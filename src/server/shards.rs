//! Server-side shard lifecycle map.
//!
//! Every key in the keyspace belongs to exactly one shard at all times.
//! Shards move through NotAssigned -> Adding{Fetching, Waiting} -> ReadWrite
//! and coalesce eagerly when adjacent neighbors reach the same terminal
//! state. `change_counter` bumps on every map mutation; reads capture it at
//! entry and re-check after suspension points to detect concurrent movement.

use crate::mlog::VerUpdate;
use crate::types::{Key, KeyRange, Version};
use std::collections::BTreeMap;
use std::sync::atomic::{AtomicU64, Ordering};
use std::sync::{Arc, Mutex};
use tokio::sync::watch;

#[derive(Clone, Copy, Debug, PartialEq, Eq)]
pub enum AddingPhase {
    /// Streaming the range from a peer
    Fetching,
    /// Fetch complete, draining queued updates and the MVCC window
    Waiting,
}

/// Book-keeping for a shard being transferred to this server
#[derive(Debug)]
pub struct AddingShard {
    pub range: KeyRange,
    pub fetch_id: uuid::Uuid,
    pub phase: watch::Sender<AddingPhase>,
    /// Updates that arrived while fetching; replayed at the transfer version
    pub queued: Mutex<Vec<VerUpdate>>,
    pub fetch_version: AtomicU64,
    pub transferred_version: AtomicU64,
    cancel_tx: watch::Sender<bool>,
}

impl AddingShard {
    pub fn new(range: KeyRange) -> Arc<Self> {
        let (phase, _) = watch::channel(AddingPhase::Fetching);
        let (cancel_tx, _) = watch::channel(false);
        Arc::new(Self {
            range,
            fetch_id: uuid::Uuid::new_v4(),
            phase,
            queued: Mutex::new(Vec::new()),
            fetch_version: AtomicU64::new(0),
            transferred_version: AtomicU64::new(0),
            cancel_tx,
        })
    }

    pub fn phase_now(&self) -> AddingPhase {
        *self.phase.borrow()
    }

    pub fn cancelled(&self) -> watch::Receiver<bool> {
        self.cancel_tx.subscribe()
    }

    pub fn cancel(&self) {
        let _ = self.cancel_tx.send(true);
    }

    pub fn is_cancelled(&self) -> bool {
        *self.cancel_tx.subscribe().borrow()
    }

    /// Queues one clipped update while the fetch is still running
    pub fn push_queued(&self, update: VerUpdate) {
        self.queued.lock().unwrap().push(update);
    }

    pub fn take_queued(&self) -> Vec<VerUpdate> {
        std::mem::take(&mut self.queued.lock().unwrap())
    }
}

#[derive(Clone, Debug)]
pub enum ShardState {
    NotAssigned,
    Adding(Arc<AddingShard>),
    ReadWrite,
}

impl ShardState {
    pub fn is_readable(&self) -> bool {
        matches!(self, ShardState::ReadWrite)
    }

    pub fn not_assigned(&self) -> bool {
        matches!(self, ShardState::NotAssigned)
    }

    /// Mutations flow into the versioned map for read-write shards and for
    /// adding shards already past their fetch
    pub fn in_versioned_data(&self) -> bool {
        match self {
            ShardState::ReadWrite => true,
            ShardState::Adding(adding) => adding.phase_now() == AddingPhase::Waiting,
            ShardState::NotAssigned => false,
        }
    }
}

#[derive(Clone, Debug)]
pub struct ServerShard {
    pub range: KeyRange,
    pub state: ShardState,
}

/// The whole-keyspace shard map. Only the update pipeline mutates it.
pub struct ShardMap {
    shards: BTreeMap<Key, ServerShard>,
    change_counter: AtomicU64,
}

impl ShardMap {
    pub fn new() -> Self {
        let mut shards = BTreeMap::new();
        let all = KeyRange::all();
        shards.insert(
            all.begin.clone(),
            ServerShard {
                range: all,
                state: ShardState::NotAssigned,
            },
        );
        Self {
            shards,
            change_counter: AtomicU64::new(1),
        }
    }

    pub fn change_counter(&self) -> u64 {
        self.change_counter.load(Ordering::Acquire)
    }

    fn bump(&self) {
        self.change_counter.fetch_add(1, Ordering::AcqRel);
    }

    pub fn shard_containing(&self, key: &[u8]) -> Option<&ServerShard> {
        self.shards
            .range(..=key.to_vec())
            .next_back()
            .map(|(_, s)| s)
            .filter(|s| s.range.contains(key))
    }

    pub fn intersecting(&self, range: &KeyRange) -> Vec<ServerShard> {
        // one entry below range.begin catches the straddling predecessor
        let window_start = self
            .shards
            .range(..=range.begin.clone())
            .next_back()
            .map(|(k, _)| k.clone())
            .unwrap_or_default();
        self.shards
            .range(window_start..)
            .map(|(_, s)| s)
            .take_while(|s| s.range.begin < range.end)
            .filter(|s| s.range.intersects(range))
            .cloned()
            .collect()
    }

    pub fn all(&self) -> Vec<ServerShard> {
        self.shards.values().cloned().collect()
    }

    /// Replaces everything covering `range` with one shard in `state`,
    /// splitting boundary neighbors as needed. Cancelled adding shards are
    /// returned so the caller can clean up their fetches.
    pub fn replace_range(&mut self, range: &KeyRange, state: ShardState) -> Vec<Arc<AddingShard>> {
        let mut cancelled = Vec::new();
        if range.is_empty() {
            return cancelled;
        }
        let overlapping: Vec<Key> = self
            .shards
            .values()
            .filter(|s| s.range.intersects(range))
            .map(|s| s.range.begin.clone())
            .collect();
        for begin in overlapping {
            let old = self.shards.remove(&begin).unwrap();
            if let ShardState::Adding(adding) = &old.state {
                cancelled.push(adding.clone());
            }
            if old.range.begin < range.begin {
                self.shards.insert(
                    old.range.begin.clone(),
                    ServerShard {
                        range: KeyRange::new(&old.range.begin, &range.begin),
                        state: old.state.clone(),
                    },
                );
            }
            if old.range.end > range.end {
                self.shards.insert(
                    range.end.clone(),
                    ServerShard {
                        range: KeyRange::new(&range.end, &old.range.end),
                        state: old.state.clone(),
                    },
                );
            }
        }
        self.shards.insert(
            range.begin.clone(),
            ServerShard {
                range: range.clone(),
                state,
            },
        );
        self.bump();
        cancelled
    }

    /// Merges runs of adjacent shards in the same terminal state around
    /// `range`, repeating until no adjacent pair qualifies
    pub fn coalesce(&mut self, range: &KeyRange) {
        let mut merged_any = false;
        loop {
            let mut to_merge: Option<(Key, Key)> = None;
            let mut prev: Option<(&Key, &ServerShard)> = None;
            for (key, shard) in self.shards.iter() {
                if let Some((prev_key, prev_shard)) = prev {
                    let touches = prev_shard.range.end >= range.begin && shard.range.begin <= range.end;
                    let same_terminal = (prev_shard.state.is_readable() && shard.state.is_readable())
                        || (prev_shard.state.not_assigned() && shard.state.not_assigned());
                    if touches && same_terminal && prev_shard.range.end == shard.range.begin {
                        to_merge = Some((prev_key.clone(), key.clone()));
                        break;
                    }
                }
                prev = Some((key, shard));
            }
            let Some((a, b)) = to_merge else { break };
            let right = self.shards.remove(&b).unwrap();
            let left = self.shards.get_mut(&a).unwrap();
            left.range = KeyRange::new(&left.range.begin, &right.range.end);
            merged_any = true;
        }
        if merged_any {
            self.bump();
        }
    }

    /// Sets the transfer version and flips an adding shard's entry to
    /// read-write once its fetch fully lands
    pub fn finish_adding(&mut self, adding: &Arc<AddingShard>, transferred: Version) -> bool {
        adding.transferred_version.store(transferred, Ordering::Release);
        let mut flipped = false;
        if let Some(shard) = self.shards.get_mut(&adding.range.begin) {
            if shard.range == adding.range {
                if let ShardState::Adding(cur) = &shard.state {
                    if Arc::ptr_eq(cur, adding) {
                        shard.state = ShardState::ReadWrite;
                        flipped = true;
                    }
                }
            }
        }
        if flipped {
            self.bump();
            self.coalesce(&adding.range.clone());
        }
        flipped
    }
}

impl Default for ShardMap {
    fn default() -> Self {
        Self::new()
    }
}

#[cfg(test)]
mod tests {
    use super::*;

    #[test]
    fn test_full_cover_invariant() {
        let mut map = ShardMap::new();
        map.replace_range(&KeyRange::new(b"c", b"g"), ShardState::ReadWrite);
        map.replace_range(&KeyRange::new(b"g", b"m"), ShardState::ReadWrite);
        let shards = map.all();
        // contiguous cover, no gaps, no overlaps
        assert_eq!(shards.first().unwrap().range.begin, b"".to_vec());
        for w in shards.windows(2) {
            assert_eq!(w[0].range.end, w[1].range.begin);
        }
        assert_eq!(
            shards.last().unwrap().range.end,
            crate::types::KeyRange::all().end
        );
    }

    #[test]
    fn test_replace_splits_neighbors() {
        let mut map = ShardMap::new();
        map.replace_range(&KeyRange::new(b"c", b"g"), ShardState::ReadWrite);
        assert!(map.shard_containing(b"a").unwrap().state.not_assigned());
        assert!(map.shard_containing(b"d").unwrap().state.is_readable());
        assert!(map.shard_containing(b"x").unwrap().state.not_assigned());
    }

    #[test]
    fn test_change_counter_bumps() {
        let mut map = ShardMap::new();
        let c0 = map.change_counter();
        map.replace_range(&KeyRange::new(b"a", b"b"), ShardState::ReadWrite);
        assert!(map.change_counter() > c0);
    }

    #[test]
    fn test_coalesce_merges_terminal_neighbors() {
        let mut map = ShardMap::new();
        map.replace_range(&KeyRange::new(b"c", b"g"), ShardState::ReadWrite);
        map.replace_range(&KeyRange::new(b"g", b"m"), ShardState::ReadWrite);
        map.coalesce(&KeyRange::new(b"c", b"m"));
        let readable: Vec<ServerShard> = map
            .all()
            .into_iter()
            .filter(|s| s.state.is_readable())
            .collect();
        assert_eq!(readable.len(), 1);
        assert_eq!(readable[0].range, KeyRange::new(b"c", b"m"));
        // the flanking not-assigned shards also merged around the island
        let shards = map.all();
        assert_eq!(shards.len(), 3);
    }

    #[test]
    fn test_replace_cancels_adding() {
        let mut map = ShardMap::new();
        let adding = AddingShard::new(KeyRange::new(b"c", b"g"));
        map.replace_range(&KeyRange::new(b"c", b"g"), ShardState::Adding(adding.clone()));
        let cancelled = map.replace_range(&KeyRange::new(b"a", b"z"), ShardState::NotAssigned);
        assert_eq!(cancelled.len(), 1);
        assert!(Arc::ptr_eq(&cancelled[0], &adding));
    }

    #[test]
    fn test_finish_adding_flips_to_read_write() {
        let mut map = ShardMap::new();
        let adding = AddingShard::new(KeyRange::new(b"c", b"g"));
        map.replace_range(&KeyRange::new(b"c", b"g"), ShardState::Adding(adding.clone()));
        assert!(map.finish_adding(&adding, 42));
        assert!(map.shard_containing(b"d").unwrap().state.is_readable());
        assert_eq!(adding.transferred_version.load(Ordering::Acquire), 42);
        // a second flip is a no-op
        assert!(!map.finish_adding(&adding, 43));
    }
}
------------------------------------------------
# THE TASK:
For the word "overlapping", report how many lines of the records contain it; respond with the number only.

# EXPECTED ANSWER:
2